Get ColumnType for a given column of a dataframe.

Returns None for datetime columns if treat_datetime_as_numerical is True. Otherwise treats datatime as numerical.

Arguments:

  • data: dataset as a pandas dataframe
  • col: column to get type for

isnumber

def isnumber(*values: Union[str, float])

Check if all values are numeric strings (ints, floats etc)

apply_range_filter

def apply_range_filter(range_filter: str,
column: Series) -> Optional['Series[bool]']

Apply a 'range' filter on a column

Arguments:

  • range_filter: string containing ranges in format [-5.4, 6.5], [:, :] with : meaning (-)infinity
  • column: series data

apply_values_filter

def apply_values_filter(values_filter: str, column: Series,
col_type: ColumnType) -> Optional['Series[bool]']

Apply a 'values' filter on a column

Arguments:

  • range_filter: a range or comma-separated list of ranges
  • column: series data

parseISO

def parseISO(date: str) -> numpy.datetime64

Parse an ISO datestring to numpy.datetime64.
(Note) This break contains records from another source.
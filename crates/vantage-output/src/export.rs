//! Export functionality for dashboard data.
//!
//! CSV and JSON export of the normalized performance table, the
//! risk/return points and the summary cards.

use serde::Serialize;
use std::fs::File;
use std::io::Write;
use std::path::Path;
use std::str::FromStr;
use thiserror::Error;

use crate::cards::SummaryCard;
use crate::chart::{PerformanceChart, RiskReturnChart};

/// Errors that can occur during export operations.
#[derive(Debug, Error)]
pub enum ExportError {
    /// CSV serialization error.
    #[error("CSV serialization error: {0}")]
    Csv(#[from] csv::Error),

    /// JSON serialization error.
    #[error("JSON serialization error: {0}")]
    Json(#[from] serde_json::Error),

    /// IO error.
    #[error("IO error: {0}")]
    Io(#[from] std::io::Error),

    /// Invalid format error.
    #[error("Invalid format: {0}")]
    InvalidFormat(String),
}

/// Export format options.
#[derive(Debug, Clone, Copy, PartialEq, Eq)]
pub enum ExportFormat {
    /// Comma-separated values format.
    Csv,

    /// Compact JSON format.
    Json,

    /// Pretty-printed JSON format.
    PrettyJson,
}

impl ExportFormat {
    /// Get the file extension for this format.
    pub const fn extension(&self) -> &str {
        match self {
            Self::Csv => "csv",
            Self::Json | Self::PrettyJson => "json",
        }
    }
}

impl FromStr for ExportFormat {
    type Err = ExportError;

    fn from_str(s: &str) -> Result<Self, Self::Err> {
        match s.to_lowercase().as_str() {
            "csv" => Ok(Self::Csv),
            "json" => Ok(Self::Json),
            "pretty-json" | "pretty_json" | "prettyjson" => Ok(Self::PrettyJson),
            other => Err(ExportError::InvalidFormat(other.to_string())),
        }
    }
}

/// Trait for exporting data in various formats.
pub trait Exporter {
    /// Export data to a string in the specified format.
    ///
    /// # Errors
    ///
    /// Returns an error if serialization fails.
    fn export_to_string(&self, format: ExportFormat) -> Result<String, ExportError>;

    /// Export data to a file in the specified format.
    ///
    /// # Errors
    ///
    /// Returns an error if serialization or file writing fails.
    fn export_to_file(&self, path: &Path, format: ExportFormat) -> Result<(), ExportError> {
        let content = self.export_to_string(format)?;
        let mut file = File::create(path)?;
        file.write_all(content.as_bytes())?;
        Ok(())
    }
}

fn finish_csv(wtr: csv::Writer<Vec<u8>>) -> Result<String, ExportError> {
    let bytes = wtr.into_inner().map_err(|e| e.into_error())?;
    String::from_utf8(bytes).map_err(|e| ExportError::InvalidFormat(e.to_string()))
}

fn json<T: Serialize + ?Sized>(value: &T, format: ExportFormat) -> Result<String, ExportError> {
    match format {
        ExportFormat::PrettyJson => Ok(serde_json::to_string_pretty(value)?),
        _ => Ok(serde_json::to_string(value)?),
    }
}

impl Exporter for PerformanceChart {
    /// CSV is wide: a `date` column then one column per series.
    fn export_to_string(&self, format: ExportFormat) -> Result<String, ExportError> {
        match format {
            ExportFormat::Csv => {
                let mut wtr = csv::Writer::from_writer(vec![]);
                let mut header = vec!["date".to_string()];
                header.extend(self.series.iter().map(|s| s.label.clone()));
                wtr.write_record(&header)?;

                for (i, date) in self.dates.iter().enumerate() {
                    let mut record = vec![date.to_string()];
                    record.extend(self.series.iter().map(|s| s.values[i].to_string()));
                    wtr.write_record(&record)?;
                }
                finish_csv(wtr)
            }
            ExportFormat::Json | ExportFormat::PrettyJson => json(self, format),
        }
    }
}

/// Flattened scatter point for CSV export.
#[derive(Debug, Serialize)]
struct RiskReturnRecord<'a> {
    identifier: &'a str,
    volatility: f64,
    total_return: f64,
    ratio: f64,
    color: String,
}

impl Exporter for RiskReturnChart {
    fn export_to_string(&self, format: ExportFormat) -> Result<String, ExportError> {
        match format {
            ExportFormat::Csv => {
                let mut wtr = csv::Writer::from_writer(vec![]);
                for point in &self.points {
                    wtr.serialize(RiskReturnRecord {
                        identifier: &point.label,
                        volatility: point.volatility,
                        total_return: point.total_return,
                        ratio: point.ratio,
                        color: point.color.map(|c| c.to_string()).unwrap_or_default(),
                    })?;
                }
                finish_csv(wtr)
            }
            ExportFormat::Json | ExportFormat::PrettyJson => json(self, format),
        }
    }
}

/// Flattened summary card for CSV export.
#[derive(Debug, Serialize)]
struct CardRecord<'a> {
    identifier: &'a str,
    icon: &'a str,
    total_return: f64,
    volatility: f64,
    return_label: &'a str,
    volatility_label: &'a str,
}

impl Exporter for [SummaryCard] {
    fn export_to_string(&self, format: ExportFormat) -> Result<String, ExportError> {
        match format {
            ExportFormat::Csv => {
                let mut wtr = csv::Writer::from_writer(vec![]);
                for card in self {
                    wtr.serialize(CardRecord {
                        identifier: &card.identifier,
                        icon: card.icon.location(),
                        total_return: card.total_return,
                        volatility: card.volatility,
                        return_label: &card.return_label,
                        volatility_label: &card.volatility_label,
                    })?;
                }
                finish_csv(wtr)
            }
            ExportFormat::Json | ExportFormat::PrettyJson => json(self, format),
        }
    }
}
Deals with 'Z' being used instead of +0000 as a timezone which is common in JavaScript but the Python APIs doesn't accept that.

Arguments:

  • date: ISO datetime string created on the frontend

apply_date_filter

def apply_date_filter(
from_date: str, to_date: str,
column: 'Series[numpy.datetime64]') -> Optional['Series[bool]']
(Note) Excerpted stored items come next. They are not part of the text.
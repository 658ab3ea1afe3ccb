//! Companies listed on B3.

use std::collections::HashMap;
use std::io::Read;
use std::path::Path;

use tracing::{info, warn};
use vantage_data::{DataError, Ticker};

/// Built-in universe: liquid B3 names as (ticker, company name).
const DEFAULT_LISTINGS: &[(&str, &str)] = &[
    // Energy and materials
    ("PETR3", "Petrobras ON"),
    ("PETR4", "Petrobras PN"),
    ("PRIO3", "PetroRio"),
    ("RECV3", "PetroReconcavo"),
    ("VALE3", "Vale"),
    ("GGBR4", "Gerdau"),
    ("CSNA3", "Siderurgica Nacional"),
    ("USIM5", "Usiminas"),
    ("SUZB3", "Suzano"),
    ("KLBN11", "Klabin"),
    ("BRKM5", "Braskem"),
    // Financials
    ("ITUB4", "Itau Unibanco"),
    ("BBDC4", "Bradesco"),
    ("BBAS3", "Banco do Brasil"),
    ("SANB11", "Santander Brasil"),
    ("BPAC11", "BTG Pactual"),
    ("B3SA3", "B3"),
    ("BBSE3", "BB Seguridade"),
    ("ITSA4", "Itausa"),
    // Utilities
    ("ELET3", "Eletrobras"),
    ("EGIE3", "Engie Brasil"),
    ("EQTL3", "Equatorial"),
    ("CMIG4", "Cemig"),
    ("TAEE11", "Taesa"),
    ("SBSP3", "Sabesp"),
    ("CPFE3", "CPFL Energia"),
    // Consumer
    ("ABEV3", "Ambev"),
    ("LREN3", "Lojas Renner"),
    ("MGLU3", "Magazine Luiza"),
    ("ASAI3", "Assai"),
    ("NTCO3", "Natura"),
    ("JBSS3", "JBS"),
    ("BRFS3", "BRF"),
    ("RADL3", "Raia Drogasil"),
    // Industrials and transport
    ("WEGE3", "WEG"),
    ("EMBR3", "Embraer"),
    ("RAIL3", "Rumo"),
    ("CCRO3", "CCR"),
    ("AZUL4", "Azul"),
    // Health, telecom and technology
    ("HAPV3", "Hapvida"),
    ("RDOR3", "Rede D'Or"),
    ("VIVT3", "Telefonica Brasil"),
    ("TIMS3", "TIM"),
    ("TOTS3", "Totvs"),
    // Real estate
    ("MULT3", "Multiplan"),
    ("CYRE3", "Cyrela"),
];

/// One selectable company.
#[derive(Debug, Clone, PartialEq, Eq)]
pub struct Listing {
    /// Trading code without the exchange suffix.
    pub ticker: Ticker,
    /// Company name.
    pub name: String,
}

impl Listing {
    /// Create a new listing.
    pub fn new(ticker: Ticker, name: impl Into<String>) -> Self {
        Self {
            ticker,
            name: name.into(),
        }
    }
}

/// Universe of B3 listings.
#[derive(Debug, Clone)]
pub struct B3Universe {
    listings: Vec<Listing>,
    by_ticker: HashMap<Ticker, usize>,
}

impl B3Universe {
    /// Create the universe from the built-in list of liquid B3 names.
    pub fn new() -> Self {
        Self::from_listings(Self::default_listings())
    }

    /// Build from listings, keeping the first entry for a repeated ticker.
    pub fn from_listings(listings: impl IntoIterator<Item = Listing>) -> Self {
        let mut kept = Vec::new();
        let mut by_ticker = HashMap::new();
        for listing in listings {
            if by_ticker.contains_key(&listing.ticker) {
                continue;
            }
            by_ticker.insert(listing.ticker.clone(), kept.len());
            kept.push(listing);
        }

        Self {
            listings: kept,
            by_ticker,
        }
    }

    /// Load a listed-companies CSV.
    ///
    /// The file has a header row, the company name in the first column and
    /// the ticker in the second. Rows whose ticker does not parse are skipped.
    ///
    /// # Errors
    ///
    /// Returns an error if the file cannot be opened or is not valid CSV.
    pub fn from_path(path: impl AsRef<Path>) -> Result<Self, DataError> {
        let path = path.as_ref();
        let file = std::fs::File::open(path)?;
        let universe = Self::from_reader(file)?;
        info!(
            path = %path.display(),
            listings = universe.listings.len(),
            "Loaded ticker universe"
        );
        Ok(universe)
    }

    /// Load a listed-companies CSV from any reader.
    ///
    /// # Errors
    ///
    /// Returns an error if the input is not valid CSV.
    pub fn from_reader(reader: impl Read) -> Result<Self, DataError> {
        let mut rdr = csv::ReaderBuilder::new()
            .flexible(true)
            .trim(csv::Trim::All)
            .from_reader(reader);

        let mut listings = Vec::new();
        for record in rdr.records() {
            let record = record?;
            let name = record.get(0).unwrap_or_default();
            let Some(raw) = record.get(1) else {
                warn!(row = ?record.position().map(|p| p.line()), "Row without a ticker column");
                continue;
            };
            match Ticker::parse(raw) {
                Ok(ticker) => listings.push(Listing::new(ticker, name)),
                Err(e) => warn!(ticker = raw, error = %e, "Skipping listing"),
            }
        }

        Ok(Self::from_listings(listings))
    }

    /// All listings in file order.
    pub fn listings(&self) -> &[Listing] {
        &self.listings
    }

    /// Listing for a ticker.
    pub fn get(&self, ticker: &Ticker) -> Option<&Listing> {
        self.by_ticker.get(ticker).map(|&i| &self.listings[i])
    }

    /// Company name for a ticker.
    pub fn name(&self, ticker: &Ticker) -> Option<&str> {
        self.get(ticker).map(|l| l.name.as_str())
    }

    /// Listings whose ticker or name contains `query`, ignoring case.
    pub fn search(&self, query: &str) -> Vec<&Listing> {
        let query = query.trim().to_lowercase();
        self.listings
            .iter()
            .filter(|l| {
                l.ticker.as_str().to_lowercase().contains(&query)
                    || l.name.to_lowercase().contains(&query)
            })
            .collect()
    }

    fn default_listings() -> Vec<Listing> {
        let mut listings = Vec::with_capacity(DEFAULT_LISTINGS.len());
        for &(raw, name) in DEFAULT_LISTINGS {
            match Ticker::parse(raw) {
                Ok(ticker) => listings.push(Listing::new(ticker, name)),
                Err(e) => warn!(ticker = raw, error = %e, "Skipping built-in listing"),
            }
        }
        listings
    }
}

impl Default for B3Universe {
    fn default() -> Self {
        Self::new()
    }
}

#[cfg(test)]
mod tests {
    use super::*;
    use crate::universe::Universe;
    use rstest::rstest;

    fn ticker(s: &str) -> Ticker {
        Ticker::parse(s).unwrap()
    }

    #[test]
    fn test_default_universe() {
        let universe = B3Universe::new();

        assert_eq!(universe.listings().len(), 46);
        assert_eq!(universe.listings().len(), DEFAULT_LISTINGS.len());
        assert_eq!(universe.name(&ticker("VALE3")), Some("Vale"));
        assert!(universe.get(&ticker("BRAX11")).is_none());
    }

    #[test]
    fn test_built_in_listings_are_valid() {
        for &(raw, _) in DEFAULT_LISTINGS {
            let parsed = Ticker::parse(raw).unwrap();
            assert_eq!(parsed.as_str(), raw);
            assert!(!parsed.is_benchmark());
        }
    }

    #[test]
    fn test_from_reader_uses_second_column() {
        let data = "\
Empresa,Ticker,Setor
Petrobras,PETR4,Energia
Vale,vale3 ,Mineracao
Invalida,??,Nada
Duplicada,PETR4,Energia
";
        let universe = B3Universe::from_reader(data.as_bytes()).unwrap();

        assert_eq!(universe.listings().len(), 2);
        assert_eq!(universe.listings()[1].ticker, ticker("VALE3"));
        assert_eq!(universe.name(&ticker("PETR4")), Some("Petrobras"));
    }

    #[test]
    fn test_from_reader_skips_short_rows() {
        let data = "Empresa,Ticker\nSemTicker\nWEG,WEGE3\n";
        let universe = B3Universe::from_reader(data.as_bytes()).unwrap();

        assert_eq!(universe.symbols(), vec![ticker("WEGE3")]);
    }

    #[rstest]
    #[case("petro", 4)]
    #[case("BANCO", 2)]
    #[case("brasil", 4)]
    #[case("  vale3 ", 1)]
    #[case("zzzz", 0)]
    fn test_search(#[case] query: &str, #[case] expected: usize) {
        let universe = B3Universe::new();
        assert_eq!(universe.search(query).len(), expected);
    }
}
Apply a 'from_date' and 'to_date' filters to a column

Arguments:

  • from_date: ISO datestring representing the 'from' value
  • to_date: ISO datestring representing the 'to' value

apply_filters

def apply_filters(variable_filters: List[FilterInstance],
data: DataFrame) -> DataFrame

Apply filters on data

Arguments:

  • variable_filters: list of filters to apply
  • data: data to filter

get_filter_stats

def get_filter_stats(input_data: DataFrame, output_data: DataFrame,
filters: List[FilterInstance]) -> FilterStats

Get filter statistics

Arguments:

  • input_data: raw input data
  • output_date: filtered data
  • filters: list of filters applied